Privacy can be interpreted quite broadly. However, court decisions in many countries have followed two rules fairly closely:

  1. The right to privacy is not absolute. Privacy must be balanced against the needs of society.
  2. The public’s right to know supersedes the individual’s right to privacy.

These two rules illustrate why determining and enforcing privacy regulations can be difficult.

Rapid advances in information technologies have made it much easier to collect, store, and integrate vast amounts of data on individuals in large databases.

On an average day, data about you are generated in many ways: surveillance cameras located on toll roads, on other roadways, in busy intersections, in public places, and at work; credit card transactions; telephone calls (landline and cellular); banking transactions; queries to search engines; and government records (including police records).

These data can be integrated to produce a digital dossier, which is an electronic profile of you and your habits.

The process of forming a digital dossier is called profiling.

Data aggregators, such as LexisNexis (www.lexisnexis.com), ChoicePoint (www.choicepoint .com), and Acxiom (www.acxiom.com), are prominent examples of profilers.
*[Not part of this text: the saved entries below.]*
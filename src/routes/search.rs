use actix_web::{HttpRequest, HttpResponse, Result as ActixResult, web};
use once_cell::sync::Lazy;

use crate::models::search::requests::SearchParams;
use crate::services::SearchService;

// 懒加载的全局 SearchService 实例
static SEARCH_SERVICE: Lazy<SearchService> = Lazy::new(SearchService::new_lazy);

// HTTP处理程序
pub async fn search(
    req: HttpRequest,
    query: web::Query<SearchParams>,
) -> ActixResult<HttpResponse> {
    SEARCH_SERVICE.search(query.into_inner(), &req).await
}

pub async fn suggestions(
    req: HttpRequest,
    query: web::Query<SearchParams>,
) -> ActixResult<HttpResponse> {
    SEARCH_SERVICE.suggestions(query.into_inner(), &req).await
}

// 配置路由：搜索公开
pub fn configure_search_routes(cfg: &mut web::ServiceConfig) {
    cfg.service(
        web::scope("/api/v1/search")
            .route("", web::get().to(search))
            .route("/suggestions", web::get().to(suggestions)),
    );
}
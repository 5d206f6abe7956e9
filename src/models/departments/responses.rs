use super::entities::Department;
use crate::models::PaginationInfo;
use serde::Serialize;
use ts_rs::TS;

#[derive(Debug, Serialize, TS)]
#[ts(export, export_to = "../frontend/src/types/generated/department.ts")]
pub struct DepartmentResponse {
    pub department: Department,
}

#[derive(Debug, Serialize, TS)]
#[ts(export, export_to = "../frontend/src/types/generated/department.ts")]
pub struct DepartmentListResponse {
    pub items: Vec<Department>,
    pub pagination: PaginationInfo,
}
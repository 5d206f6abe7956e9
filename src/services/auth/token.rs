use actix_web::{HttpRequest, HttpResponse, Result as ActixResult};
use tracing::info;

use super::AuthService;
use crate::models::auth::RefreshTokenResponse;
use crate::models::{ApiResponse, ErrorCode};
use crate::utils::jwt::{JwtUtils, TokenError};

/// 用 cookie 里的 refresh token 换新的 access token
pub async fn handle_refresh_token(
    service: &AuthService,
    request: &HttpRequest,
) -> ActixResult<HttpResponse> {
    let config = service.get_config();

    let refresh_token = match JwtUtils::extract_refresh_token_from_cookie(request) {
        Some(token) => token,
        None => {
            return Ok(HttpResponse::Unauthorized().json(ApiResponse::error_empty(
                ErrorCode::Unauthorized,
                "Missing refresh token",
            )));
        }
    };

    match JwtUtils::refresh_access_token(&refresh_token) {
        Ok(access_token) => Ok(HttpResponse::Ok().json(ApiResponse::success(
            RefreshTokenResponse {
                access_token,
                expires_in: config.jwt.access_token_expiry * 60,
            },
            "Token refreshed",
        ))),
        Err(TokenError::Expired) => Ok(HttpResponse::Unauthorized().json(
            ApiResponse::error_empty(
                ErrorCode::TokenExpired,
                "Refresh token has expired, please log in again",
            ),
        )),
        Err(TokenError::Invalid) => Ok(HttpResponse::Unauthorized().json(
            ApiResponse::error_empty(ErrorCode::TokenInvalid, "Invalid refresh token"),
        )),
    }
}

/// 注销：清掉 refresh token cookie
pub async fn handle_logout(
    _service: &AuthService,
    request: &HttpRequest,
) -> ActixResult<HttpResponse> {
    if let Some(user_id) = crate::middlewares::RequireJWT::extract_user_id(request) {
        info!("User {} logged out", user_id);
    }

    let empty_cookie = JwtUtils::create_empty_refresh_token_cookie();
    Ok(HttpResponse::Ok()
        .cookie(empty_cookie)
        .json(ApiResponse::success_empty("Logged out")))
}
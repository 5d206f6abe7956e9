use actix_web::{HttpRequest, HttpResponse, Result as ActixResult};

use super::CourseService;
use crate::models::{ApiResponse, ErrorCode};

pub async fn delete_course(
    service: &CourseService,
    course_id: i64,
    request: &HttpRequest,
) -> ActixResult<HttpResponse> {
    let storage = service.get_storage(request);

    match storage.get_course_by_id(course_id).await {
        Ok(Some(_)) => {}
        Ok(None) => {
            return Ok(HttpResponse::NotFound().json(ApiResponse::error_empty(
                ErrorCode::CourseNotFound,
                "Course not found",
            )));
        }
        Err(e) => {
            return Ok(
                HttpResponse::InternalServerError().json(ApiResponse::error_empty(
                    ErrorCode::InternalServerError,
                    format!("Failed to get course: {e}"),
                )),
            );
        }
    }

    // 删除守卫：仍有课程评价引用时拒绝删除
    match storage.count_reviews_for_course(course_id).await {
        Ok(0) => {}
        Ok(count) => {
            return Ok(HttpResponse::Conflict().json(ApiResponse::error_empty(
                ErrorCode::CourseInUse,
                format!("Course still has {count} review(s) and cannot be deleted"),
            )));
        }
        Err(e) => {
            return Ok(
                HttpResponse::InternalServerError().json(ApiResponse::error_empty(
                    ErrorCode::InternalServerError,
                    format!("Failed to check course reviews: {e}"),
                )),
            );
        }
    }

    match storage.delete_course(course_id).await {
        Ok(true) => Ok(HttpResponse::Ok().json(ApiResponse::success_empty("Course deleted successfully"))),
        Ok(false) => Ok(HttpResponse::NotFound().json(ApiResponse::error_empty(
            ErrorCode::CourseNotFound,
            "Course not found",
        ))),
        Err(e) => Ok(
            HttpResponse::InternalServerError().json(ApiResponse::error_empty(
                ErrorCode::InternalServerError,
                format!("Course deletion failed: {e}"),
            )),
        ),
    }
}
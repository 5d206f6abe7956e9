use actix_web::{HttpRequest, HttpResponse, Result as ActixResult};

use super::ReviewService;
use crate::middlewares::RequireJWT;
use crate::models::{
    ApiResponse, ErrorCode,
    reviews::requests::{ReviewListParams, ReviewListQuery},
    users::entities::UserRole,
};

pub async fn list_reviews(
    service: &ReviewService,
    params: ReviewListParams,
    request: &HttpRequest,
) -> ActixResult<HttpResponse> {
    let storage = service.get_storage(request);

    // 非管理员只能看到已通过的评价和自己的评价
    let visible_to_author_id = match RequireJWT::extract_user_role(request) {
        Some(UserRole::Admin) => None,
        _ => RequireJWT::extract_user_id(request),
    };

    let query = ReviewListQuery {
        page: Some(params.pagination.page),
        size: Some(params.pagination.size),
        course_id: params.course_id,
        professor_id: params.professor_id,
        author_id: None,
        status: params.status,
        reported_only: false,
        visible_to_author_id,
    };

    match storage.list_reviews_with_pagination(query).await {
        Ok(response) => Ok(HttpResponse::Ok().json(ApiResponse::success(response, "查询成功"))),
        Err(e) => Ok(
            HttpResponse::InternalServerError().json(ApiResponse::error_empty(
                ErrorCode::InternalServerError,
                format!("Failed to list reviews: {e}"),
            )),
        ),
    }
}

/// 管理端列表：任意状态可查，不做可见性过滤
pub async fn list_reviews_admin(
    service: &ReviewService,
    params: ReviewListParams,
    request: &HttpRequest,
) -> ActixResult<HttpResponse> {
    let storage = service.get_storage(request);

    let query = ReviewListQuery {
        page: Some(params.pagination.page),
        size: Some(params.pagination.size),
        course_id: params.course_id,
        professor_id: params.professor_id,
        author_id: None,
        status: params.status,
        reported_only: false,
        visible_to_author_id: None,
    };

    match storage.list_reviews_with_pagination(query).await {
        Ok(response) => Ok(HttpResponse::Ok().json(ApiResponse::success(response, "查询成功"))),
        Err(e) => Ok(
            HttpResponse::InternalServerError().json(ApiResponse::error_empty(
                ErrorCode::InternalServerError,
                format!("Failed to list reviews: {e}"),
            )),
        ),
    }
}

/// 举报队列：report_count > 0，按举报数倒序
pub async fn list_reported_reviews(
    service: &ReviewService,
    params: ReviewListParams,
    request: &HttpRequest,
) -> ActixResult<HttpResponse> {
    let storage = service.get_storage(request);

    let query = ReviewListQuery {
        page: Some(params.pagination.page),
        size: Some(params.pagination.size),
        course_id: None,
        professor_id: None,
        author_id: None,
        status: None,
        reported_only: true,
        visible_to_author_id: None,
    };

    match storage.list_reviews_with_pagination(query).await {
        Ok(response) => Ok(HttpResponse::Ok().json(ApiResponse::success(response, "查询成功"))),
        Err(e) => Ok(
            HttpResponse::InternalServerError().json(ApiResponse::error_empty(
                ErrorCode::InternalServerError,
                format!("Failed to list reported reviews: {e}"),
            )),
        ),
    }
}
These companies collect public data such as real estate records and published telephone numbers, in addition to nonpublic information such as Social Security numbers; financial data; and police, criminal, and motor vehicle records.

They then integrate these data to form digital dossiers on most adults in the United States. They ultimately sell these dossiers to law enforcement agencies and companies that conduct background checks on potential employees.

They also sell them to companies that want to know their customers better, a process called customer intimacy.